- [Problem to work on]: Given the listing below, write out exactly the lines starting with the line that has "pub struct MissingCommandArgument" and going on through the line that has "use levenshtein::levenshtein;", both kept.

- [The records]:
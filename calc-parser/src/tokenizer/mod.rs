pub mod token;

use crate::parser::error::{kind, Error};
use logos::{Lexer, Logos};
pub use token::{Token, TokenKind};

/// Returns an iterator over the token kinds produced by the tokenizer.
pub fn tokenize(input: &str) -> Lexer<TokenKind> {
    TokenKind::lexer(input)
}

/// Returns an owned array containing all of the tokens produced by the tokenizer. This allows us
/// to backtrack in case of an error.
///
/// Any character that is not part of the expression syntax is reported as an
/// [`UnrecognizedCharacter`](kind::UnrecognizedCharacter) error pointing at its offset.
pub fn tokenize_complete(input: &str) -> Result<Box<[Token]>, Error> {
    let mut lexer = tokenize(input);
    let mut tokens = Vec::new();

    while let Some(result) = lexer.next() {
        let span = lexer.span();
        let lexeme = lexer.slice();
        match result {
            Ok(TokenKind::Symbol) | Err(()) => {
                let character = lexeme.chars().next().unwrap_or_default();
                return Err(Error::new_fatal(span, kind::UnrecognizedCharacter { character }));
            },
            Ok(kind) => tokens.push(Token { span, kind, lexeme }),
        }
    }

    Ok(tokens.into_boxed_slice())
}

#[cfg(test)]
mod tests {
    use pretty_assertions::assert_eq;
    use super::*;

    /// Compares the tokens produced by the tokenizer to the raw expected tokens.
    fn compare_tokens<'source, const N: usize>(input: &'source str, expected: [(TokenKind, &'source str); N]) {
        let mut lexer = tokenize(input);

        for (expected_kind, expected_lexeme) in expected.into_iter() {
            assert_eq!(lexer.next(), Some(Ok(expected_kind)));
            assert_eq!(lexer.slice(), expected_lexeme);
        }

        assert_eq!(lexer.next(), None);
    }

    #[test]
    fn basic_expr() {
        compare_tokens(
            "1 + 2",
            [
                (TokenKind::Int, "1"),
                (TokenKind::Whitespace, " "),
                (TokenKind::Add, "+"),
                (TokenKind::Whitespace, " "),
                (TokenKind::Int, "2"),
            ],
        );
    }

    #[test]
    fn complex_expr() {
        compare_tokens(
            "3.5x_1 - sin(.25)^2/y",
            [
                (TokenKind::Float, "3.5"),
                (TokenKind::Name, "x_1"),
                (TokenKind::Whitespace, " "),
                (TokenKind::Sub, "-"),
                (TokenKind::Whitespace, " "),
                (TokenKind::Name, "sin"),
                (TokenKind::OpenParen, "("),
                (TokenKind::Float, ".25"),
                (TokenKind::CloseParen, ")"),
                (TokenKind::Exp, "^"),
                (TokenKind::Int, "2"),
                (TokenKind::Div, "/"),
                (TokenKind::Name, "y"),
            ],
        );
    }

    #[test]
    fn unrecognized_character() {
        let err = tokenize_complete("2 + $x").unwrap_err();
        assert_eq!(err.spans, vec![4..5]);
        assert!(err.fatal);
        assert_eq!(
            err.kind.as_any().downcast_ref::<kind::UnrecognizedCharacter>(),
            Some(&kind::UnrecognizedCharacter { character: '$' }),
        );
    }

    #[test]
    fn complete_skips_nothing() {
        let tokens = tokenize_complete("2 x").unwrap();
        let kinds = tokens.iter().map(|token| token.kind).collect::<Vec<_>>();
        assert_eq!(kinds, vec![TokenKind::Int, TokenKind::Whitespace, TokenKind::Name]);
        assert_eq!(tokens[2].span, 2..3);
    }
}
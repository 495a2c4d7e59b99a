//! The expression tree that every engine stage works on.
//!
//! The [`Expr`](calc_parser::parser::ast::Expr) type from `calc_parser` is a recursive `enum`
//! that mirrors the input text, spans and parentheses included. It's convenient for reporting
//! errors, but not so much for evaluation and rewriting.
//!
//! This module defines a separate [`Expr`], a closed set of node kinds where every node
//! exclusively owns its operands. Chains of the same operator are **flattened** during conversion:
//! `2 + 3 + x` becomes a single [`Expr::Add`] node with three operands, while explicit parentheses
//! are kept as nesting, so `(a + b) + c` becomes an [`Expr::Add`] whose first operand is another
//! [`Expr::Add`].
//!
//! ```
//! use calc_compute::symbolic::expr::{Expr, Primary};
//!
//! let expr = calc_compute::parse("2 + 3 + x").unwrap();
//! assert_eq!(expr, Expr::Add(vec![
//!     Expr::Primary(Primary::Integer(2.into())),
//!     Expr::Primary(Primary::Integer(3.into())),
//!     Expr::Primary(Primary::Symbol("x".to_string())),
//! ]));
//! ```
//!
//! # Structural identity
//!
//! The [`PartialEq`] and [`Eq`] implementations for [`Expr`] (and [`Expr::is_identical_to`])
//! implement **structural identity**, not mathematical equality. Two expressions are identical
//! if:
//!
//! - They are the same kind of node (i.e. both [`Expr::Add`], both [`Expr::Mul`], etc.).
//! - They have the same number of operands, and the operands are pairwise identical **in order**.
//! - Value-bearing leaves carry equal values: the same integer, the same float (bit for bit), the
//!   same symbol name. Function calls must call the same [`Func`].
//!
//! `x + 1` and `1 + x` are therefore **not** identical, and neither are `Add[a, b]` and
//! `Mul[a, b]`.

mod convert;
pub mod error;
pub mod func;
mod iter;

use calc_parser::parser::Precedence;
use crate::primitive::{fmt_float, int};
use rug::Integer;
use std::{fmt, ops::Neg};

pub use func::Func;
pub use iter::ExprIter;

#[cfg(feature = "serde")]
use serde::{Deserialize, Serialize};

/// A leaf of the expression tree: a number or a symbol.
#[derive(Debug, Clone)]
#[cfg_attr(feature = "serde", derive(Serialize, Deserialize))]
pub enum Primary {
    /// An arbitrary-precision integer, such as `2` or `-144`.
    Integer(Integer),

    /// A floating-point number, such as `3.14` or `0.5`.
    Float(f64),

    /// A free symbol / variable, such as `x` or `pi`.
    Symbol(String),
}

/// Floats are compared by their bit pattern, which makes the comparison reflexive even for `NaN`.
impl PartialEq for Primary {
    fn eq(&self, other: &Self) -> bool {
        match (self, other) {
            (Self::Integer(lhs), Self::Integer(rhs)) => lhs == rhs,
            (Self::Float(lhs), Self::Float(rhs)) => lhs.to_bits() == rhs.to_bits(),
            (Self::Symbol(lhs), Self::Symbol(rhs)) => lhs == rhs,
            _ => false,
        }
    }
}

impl Eq for Primary {}

impl fmt::Display for Primary {
    fn fmt(&self, f: &mut fmt::Formatter<'_>) -> fmt::Result {
        match self {
            Self::Integer(num) => write!(f, "{}", num),
            Self::Float(num) => write!(f, "{}", fmt_float(*num)),
            Self::Symbol(sym) => write!(f, "{}", sym),
        }
    }
}

/// The kind of an [`Expr`] node, without its operands or payload.
#[derive(Debug, Clone, Copy, PartialEq, Eq, Hash)]
pub enum ExprKind {
    Integer,
    Float,
    Symbol,
    Add,
    Mul,
    Sub,
    Div,
    Pow,
    Neg,
    Call,
}

/// A node of the expression tree.
///
/// Every node exclusively owns its operands. The arity of each kind is fixed by its shape: leaves
/// have no operands, [`Expr::Neg`] and [`Expr::Call`] have one, [`Expr::Sub`], [`Expr::Div`] and
/// [`Expr::Pow`] have two, while [`Expr::Add`] and [`Expr::Mul`] are variadic.
///
/// For more information about this type, see the [module-level documentation](self).
#[derive(Debug, Clone, PartialEq, Eq)]
#[cfg_attr(feature = "serde", derive(Serialize, Deserialize))]
pub enum Expr {
    /// A single number or symbol.
    Primary(Primary),

    /// Multiple terms added together.
    Add(Vec<Expr>),

    /// Multiple factors multiplied together.
    Mul(Vec<Expr>),

    /// The difference of two expressions.
    Sub(Box<Expr>, Box<Expr>),

    /// The quotient of two expressions.
    Div(Box<Expr>, Box<Expr>),

    /// An expression raised to a power.
    Pow(Box<Expr>, Box<Expr>),

    /// The opposite of an expression.
    Neg(Box<Expr>),

    /// A builtin function applied to an expression.
    Call(Func, Box<Expr>),
}

impl Expr {
    /// Creates an integer literal.
    pub fn integer<T>(n: T) -> Self
    where
        Integer: From<T>,
    {
        Self::Primary(Primary::Integer(int(n)))
    }

    /// Creates a float literal.
    pub fn float(n: f64) -> Self {
        Self::Primary(Primary::Float(n))
    }

    /// Creates a symbol.
    pub fn symbol(name: impl Into<String>) -> Self {
        Self::Primary(Primary::Symbol(name.into()))
    }

    /// Returns the kind of this node.
    pub fn kind(&self) -> ExprKind {
        match self {
            Self::Primary(Primary::Integer(_)) => ExprKind::Integer,
            Self::Primary(Primary::Float(_)) => ExprKind::Float,
            Self::Primary(Primary::Symbol(_)) => ExprKind::Symbol,
            Self::Add(_) => ExprKind::Add,
            Self::Mul(_) => ExprKind::Mul,
            Self::Sub(..) => ExprKind::Sub,
            Self::Div(..) => ExprKind::Div,
            Self::Pow(..) => ExprKind::Pow,
            Self::Neg(_) => ExprKind::Neg,
            Self::Call(..) => ExprKind::Call,
        }
    }

    /// Returns the number of operands of this node.
    pub fn operand_count(&self) -> usize {
        match self {
            Self::Primary(_) => 0,
            Self::Add(operands) | Self::Mul(operands) => operands.len(),
            Self::Sub(..) | Self::Div(..) | Self::Pow(..) => 2,
            Self::Neg(_) | Self::Call(..) => 1,
        }
    }

    /// Returns the operand at the given index, or [`None`] if the index is out of range.
    pub fn operand(&self, index: usize) -> Option<&Expr> {
        match self {
            Self::Primary(_) => None,
            Self::Add(operands) | Self::Mul(operands) => operands.get(index),
            Self::Sub(lhs, rhs) | Self::Div(lhs, rhs) | Self::Pow(lhs, rhs) => match index {
                0 => Some(lhs),
                1 => Some(rhs),
                _ => None,
            },
            Self::Neg(operand) | Self::Call(_, operand) => (index == 0).then_some(&**operand),
        }
    }

    /// Returns an iterator over the operands of this node, in order.
    pub fn operands(&self) -> impl Iterator<Item = &Expr> + '_ {
        (0..self.operand_count()).filter_map(move |index| self.operand(index))
    }

    /// Returns an iterator that traverses the tree in pre-order: every node is visited before its
    /// operands, and operands are visited left to right.
    pub fn pre_order_iter(&self) -> ExprIter {
        ExprIter::new(self)
    }

    /// Returns the number of nodes in the tree rooted at this node.
    pub fn node_count(&self) -> usize {
        self.pre_order_iter().count()
    }

    /// Returns the total number of operands of every [`Expr::Add`] node in the tree.
    pub fn add_operand_count(&self) -> usize {
        self.pre_order_iter()
            .map(|expr| match expr {
                Self::Add(terms) => terms.len(),
                _ => 0,
            })
            .sum()
    }

    /// Returns the termination measure of the simplifier, `(total add operands, node count)`.
    ///
    /// Every simplification rule strictly decreases this pair in lexicographic order.
    pub fn measure(&self) -> (usize, usize) {
        (self.add_operand_count(), self.node_count())
    }

    /// Returns true if the two trees are structurally identical.
    ///
    /// See the [module-level documentation](self) for the exact definition.
    pub fn is_identical_to(&self, other: &Expr) -> bool {
        self == other
    }

    /// If the expression is a [`Primary::Integer`], returns a reference to the contained integer.
    pub fn as_integer(&self) -> Option<&Integer> {
        match self {
            Self::Primary(Primary::Integer(int)) => Some(int),
            _ => None,
        }
    }

    /// Returns true if the expression is a [`Primary::Integer`].
    pub fn is_integer(&self) -> bool {
        matches!(self, Self::Primary(Primary::Integer(_)))
    }

    /// Returns true if the expression is the integer literal with the given value.
    pub fn is_integer_value(&self, n: i32) -> bool {
        self.as_integer().is_some_and(|int| *int == n)
    }

    /// If the expression is a [`Primary::Float`], returns the contained float.
    pub fn as_float(&self) -> Option<f64> {
        match self {
            Self::Primary(Primary::Float(num)) => Some(*num),
            _ => None,
        }
    }

    /// If the expression is a [`Primary::Symbol`], returns a reference to the contained symbol.
    pub fn as_symbol(&self) -> Option<&str> {
        match self {
            Self::Primary(Primary::Symbol(sym)) => Some(sym),
            _ => None,
        }
    }

    /// If the expression is an [`Expr::Call`], returns the called function.
    pub fn as_func(&self) -> Option<Func> {
        match self {
            Self::Call(func, _) => Some(*func),
            _ => None,
        }
    }

    /// Trivially downgrades the expression into a simpler form.
    ///
    /// Some operations may result in an [`Expr::Add`] with zero / one term, or an [`Expr::Mul`]
    /// with zero / one factor. This function checks for these cases and simplifies the expression
    /// into the single term / factor, or an [`Expr::Primary`] containing the integer 0 or 1.
    pub(crate) fn downgrade(self) -> Self {
        match self {
            Self::Add(mut terms) => {
                if terms.is_empty() {
                    Self::integer(0)
                } else if terms.len() == 1 {
                    terms.remove(0)
                } else {
                    Self::Add(terms)
                }
            },
            Self::Mul(mut factors) => {
                if factors.is_empty() {
                    Self::integer(1)
                } else if factors.len() == 1 {
                    factors.remove(0)
                } else {
                    Self::Mul(factors)
                }
            },
            _ => self,
        }
    }

    /// Returns the precedence of the expression when printed, or [`None`] if the expression is
    /// atomic.
    fn precedence(&self) -> Option<Precedence> {
        match self {
            Self::Primary(Primary::Integer(num)) if *num < 0 => Some(Precedence::Neg),
            Self::Primary(Primary::Float(num)) if num.is_sign_negative() => Some(Precedence::Neg),
            Self::Primary(_) | Self::Call(..) => None,
            Self::Add(_) | Self::Sub(..) => Some(Precedence::Term),
            Self::Mul(_) | Self::Div(..) => Some(Precedence::Factor),
            Self::Neg(_) => Some(Precedence::Neg),
            Self::Pow(..) => Some(Precedence::Exp),
        }
    }

    /// Returns true if the expression binds at least as tightly as the given precedence.
    fn binds_at_least(&self, precedence: Precedence) -> bool {
        self.precedence().map_or(true, |own| own >= precedence)
    }

    /// Returns true if the expression binds strictly tighter than the given precedence.
    fn binds_tighter(&self, precedence: Precedence) -> bool {
        self.precedence().map_or(true, |own| own > precedence)
    }
}

/// Writes the expression, surrounded with parentheses if `parenthesize` is true.
fn fmt_operand(f: &mut fmt::Formatter<'_>, expr: &Expr, parenthesize: bool) -> fmt::Result {
    if parenthesize {
        write!(f, "({})", expr)
    } else {
        write!(f, "{}", expr)
    }
}

/// Writes the operands of a variadic node separated by `op`. The first operand may be an operator
/// of the same precedence (except the same variadic kind), since every chain is read left to right;
/// later operands must bind tighter.
fn fmt_chain(
    f: &mut fmt::Formatter<'_>,
    operands: &[Expr],
    op: &str,
    precedence: Precedence,
    same_kind: fn(&Expr) -> bool,
) -> fmt::Result {
    let mut iter = operands.iter();
    if let Some(first) = iter.next() {
        fmt_operand(f, first, !first.binds_at_least(precedence) || same_kind(first))?;
        for operand in iter {
            write!(f, " {} ", op)?;
            fmt_operand(f, operand, !operand.binds_tighter(precedence))?;
        }
    }
    Ok(())
}

/// Prints the canonical textual form of the expression, with just enough parentheses for the
/// parser to read back an identical tree.
impl fmt::Display for Expr {
    fn fmt(&self, f: &mut fmt::Formatter<'_>) -> fmt::Result {
        match self {
            Self::Primary(primary) => write!(f, "{}", primary),
            Self::Add(terms) if terms.is_empty() => write!(f, "0"),
            Self::Add(terms) => fmt_chain(f, terms, "+", Precedence::Term, |expr| matches!(expr, Self::Add(_))),
            Self::Mul(factors) if factors.is_empty() => write!(f, "1"),
            Self::Mul(factors) => fmt_chain(f, factors, "*", Precedence::Factor, |expr| matches!(expr, Self::Mul(_))),
            Self::Sub(lhs, rhs) => {
                fmt_operand(f, lhs, !lhs.binds_at_least(Precedence::Term))?;
                write!(f, " - ")?;
                fmt_operand(f, rhs, !rhs.binds_tighter(Precedence::Term))
            },
            Self::Div(lhs, rhs) => {
                fmt_operand(f, lhs, !lhs.binds_at_least(Precedence::Factor))?;
                write!(f, " / ")?;
                fmt_operand(f, rhs, !rhs.binds_tighter(Precedence::Factor))
            },
            Self::Pow(base, exp) => {
                // right-associative: `a^b^c` is `a^(b^c)`
                fmt_operand(f, base, !base.binds_tighter(Precedence::Exp))?;
                write!(f, "^")?;
                fmt_operand(f, exp, !exp.binds_at_least(Precedence::Exp))
            },
            Self::Neg(operand) => {
                write!(f, "-")?;
                fmt_operand(f, operand, !operand.binds_at_least(Precedence::Exp))
            },
            Self::Call(func, arg) => write!(f, "{}({})", func, arg),
        }
    }
}

/// Negates an expression. Numeric literals are negated in place; anything else is wrapped in an
/// [`Expr::Neg`].
impl Neg for Expr {
    type Output = Expr;

    fn neg(self) -> Self::Output {
        match self {
            Self::Primary(Primary::Integer(num)) => Self::Primary(Primary::Integer(-num)),
            Self::Primary(Primary::Float(num)) => Self::Primary(Primary::Float(-num)),
            expr => Self::Neg(Box::new(expr)),
        }
    }
}
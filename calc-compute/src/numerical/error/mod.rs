//! Errors that can occur while evaluating an expression.
//!
//! Evaluation reports errors with the same [`Error`] type as the rest of the crate, so they can be
//! rendered with [`Error::build_report`].

pub mod kind;

pub use calc_error::Error;
use ariadne::{Fmt, Source};
use calc_attrs::ErrorKind;
use calc_error::{ErrorKind, EXPR};
use std::ops::Range;

/// An error, packaged with the input line its spans point into.
#[derive(Debug)]
pub struct Error {
    /// The input line that caused the error.
    input: String,

    /// The error itself.
    inner: calc_error::Error,
}

impl Error {
    /// Creates a new error for the given input line.
    pub fn new(input: &str, inner: calc_error::Error) -> Self {
        Self { input: input.to_string(), inner }
    }

    /// Creates a new error for the given input line, from an error whose spans point into the
    /// part of the line starting at `offset`.
    pub fn with_offset(input: &str, mut inner: calc_error::Error, offset: usize) -> Self {
        for span in &mut inner.spans {
            *span = span.start + offset..span.end + offset;
        }
        Self::new(input, inner)
    }

    /// Creates a new error with a single span and the given kind.
    pub fn from_kind(input: &str, span: Range<usize>, kind: impl ErrorKind + 'static) -> Self {
        Self::new(input, calc_error::Error::new(vec![span], kind))
    }

    /// Returns the underlying error.
    pub fn inner(&self) -> &calc_error::Error {
        &self.inner
    }

    /// Report the error to stderr.
    ///
    /// The `ariadne` crate's [`Report`](ariadne::Report) type does not have a `Display`
    /// implementation, so we can only use its `eprint` method to print to stderr.
    pub fn report_to_stderr(&self) {
        let report = self.inner().build_report("input");
        if let Err(err) = report.eprint(("input", Source::from(self.input.as_str()))) {
            eprintln!("failed to print error report: {}", err);
        }
    }
}

/// The command does not exist.
#[derive(Debug, Clone, ErrorKind, PartialEq)]
#[error(
    message = format!("unknown command `:{}`", self.name),
    labels = ["this command"],
    help = format!(
        "available commands: {}, {}, {}, {}",
        ":mode".fg(EXPR),
        ":steps".fg(EXPR),
        ":funcs".fg(EXPR),
        ":vars".fg(EXPR),
    ),
)]
pub struct UnknownCommand {
    /// The name of the command, without the leading `:`.
    pub name: String,
}

/// The trigonometric mode does not exist.
#[derive(Debug, Clone, ErrorKind, PartialEq)]
#[error(
    message = format!("unknown trigonometric mode `{}`", self.mode),
    labels = ["this mode"],
    help = format!("the mode must be {} or {}", "degrees".fg(EXPR), "radians".fg(EXPR)),
)]
pub struct UnknownTrigMode {
    /// The requested mode.
    pub mode: String,
}

/// A command was given without its argument.
#[derive(Debug, Clone, ErrorKind, PartialEq)]
#[error(
    message = format!("the `:{}` command requires an argument", self.name),
    labels = ["this command"],
    help = format!("type: {}", self.usage.fg(EXPR)),
)]
pub struct MissingCommandArgument {
    /// The name of the command.
    pub name: &'static str,

    /// Example usage of the command.
    pub usage: &'static str,
}

/// The left-hand side of an assignment is not a valid variable name.
#[derive(Debug, Clone, ErrorKind, PartialEq)]
#[error(
    message = format!("`{}` is not a valid variable name", self.name),
    labels = ["this name"],
    help = "variable names start with a letter, and contain only letters, digits and underscores",
)]
pub struct InvalidVariableName {
    /// The name that was given.
    pub name: String,
}
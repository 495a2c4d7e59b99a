use levenshtein::levenshtein;
use std::collections::HashMap;
use super::trig_mode::TrigMode;

#[cfg(feature = "serde")]
use serde::{Deserialize, Serialize};

/// The golden ratio.
const PHI: f64 = 1.618_033_988_749_895;

/// The name of the default abscissa symbol.
const DEFAULT_ABSCISSA: &str = "x";

/// A context to use when evaluating an expression, containing the variables that can be used
/// within the expression.
#[derive(Debug, Clone, PartialEq)]
#[cfg_attr(feature = "serde", derive(Serialize, Deserialize))]
pub struct Ctxt {
    /// The variables in the context.
    vars: HashMap<String, f64>,

    /// The trigonometric mode of the context.
    pub trig_mode: TrigMode,

    /// The name of the symbol that [`evaluate_at`](super::evaluate_at) binds to the evaluation
    /// point.
    pub abscissa: String,
}

impl Default for Ctxt {
    fn default() -> Self {
        Self {
            vars: HashMap::from([
                ("e".to_string(), std::f64::consts::E),
                ("phi".to_string(), PHI),
                ("pi".to_string(), std::f64::consts::PI),
                ("tau".to_string(), std::f64::consts::TAU),
            ]),
            trig_mode: TrigMode::default(),
            abscissa: DEFAULT_ABSCISSA.to_string(),
        }
    }
}

impl Ctxt {
    /// Creates a new empty context.
    ///
    /// The empty context does not contain any variables, not even the usual constants. Consider
    /// using the [`Default`] implementation instead.
    pub fn new() -> Ctxt {
        Ctxt {
            vars: HashMap::new(),
            ..Default::default()
        }
    }

    /// Sets the trigonometric mode of the context.
    pub fn with_trig_mode(mut self, trig_mode: TrigMode) -> Self {
        self.trig_mode = trig_mode;
        self
    }

    /// Sets the name of the abscissa symbol.
    pub fn with_abscissa(mut self, abscissa: impl Into<String>) -> Self {
        self.abscissa = abscissa.into();
        self
    }

    /// Add a variable to the context, replacing any previous binding with the same name.
    pub fn add_var(&mut self, name: &str, value: f64) {
        self.vars.insert(name.to_string(), value);
    }

    /// Get the value of a variable in the context.
    pub fn get_var(&self, name: &str) -> Option<f64> {
        self.vars.get(name).copied()
    }

    /// Returns the variables in the context.
    pub fn get_vars(&self) -> &HashMap<String, f64> {
        &self.vars
    }

    /// Returns all variables in the context with a name similar to the given name, sorted by name.
    pub fn get_similar_vars(&self, name: &str) -> Vec<&str> {
        let mut similar = self.vars
            .keys()
            .filter(|n| levenshtein(n, name) < 2)
            .map(String::as_str)
            .collect::<Vec<_>>();
        similar.sort_unstable();
        similar
    }
}

/// The environment an expression is evaluated in: a [`Ctxt`], and optionally a value for the
/// abscissa symbol that shadows the context's own binding.
#[derive(Debug, Clone, Copy)]
pub struct Env<'a> {
    ctxt: &'a Ctxt,
    point: Option<f64>,
}

impl<'a> Env<'a> {
    /// Creates an environment that resolves symbols from the context alone.
    pub fn new(ctxt: &'a Ctxt) -> Self {
        Self { ctxt, point: None }
    }

    /// Creates an environment that binds the context's abscissa symbol to `x`.
    pub fn at(ctxt: &'a Ctxt, x: f64) -> Self {
        Self { ctxt, point: Some(x) }
    }

    /// Returns the underlying context.
    pub fn ctxt(&self) -> &'a Ctxt {
        self.ctxt
    }

    /// Returns the value bound to the given symbol.
    pub fn get_var(&self, name: &str) -> Option<f64> {
        match self.point {
            Some(x) if name == self.ctxt.abscissa => Some(x),
            _ => self.ctxt.get_var(name),
        }
    }
}

#[cfg(test)]
mod tests {
    use pretty_assertions::assert_eq;
    use super::*;

    #[test]
    fn default_constants() {
        let ctxt = Ctxt::default();
        assert_eq!(ctxt.get_var("pi"), Some(std::f64::consts::PI));
        assert_eq!(ctxt.get_var("phi"), Some(PHI));
        assert_eq!(ctxt.abscissa, "x");
        assert!(Ctxt::new().get_vars().is_empty());
    }

    #[test]
    fn similar_vars() {
        let mut ctxt = Ctxt::default();
        ctxt.add_var("pie", 3.0);
        assert_eq!(ctxt.get_similar_vars("pj"), vec!["pi"]);
        assert_eq!(ctxt.get_similar_vars("pi"), vec!["phi", "pi", "pie"]);
    }

    #[test]
    fn abscissa_shadows_binding() {
        let mut ctxt = Ctxt::new().with_abscissa("t");
        ctxt.add_var("t", 1.0);
        assert_eq!(Env::new(&ctxt).get_var("t"), Some(1.0));
        assert_eq!(Env::at(&ctxt, 5.0).get_var("t"), Some(5.0));
        assert_eq!(Env::at(&ctxt, 5.0).get_var("x"), None);
    }
}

- [Answer section]:
pub struct MissingCommandArgument {
    /// The name of the command.
    pub name: &'static str,

    /// Example usage of the command.
    pub usage: &'static str,
}

/// The left-hand side of an assignment is not a valid variable name.
#[derive(Debug, Clone, ErrorKind, PartialEq)]
#[error(
    message = format!("`{}` is not a valid variable name", self.name),
    labels = ["this name"],
    help = "variable names start with a letter, and contain only letters, digits and underscores",
)]
pub struct InvalidVariableName {
    /// The name that was given.
    pub name: String,
}
repository 495a2c4d7e59b99a
use levenshtein::levenshtein;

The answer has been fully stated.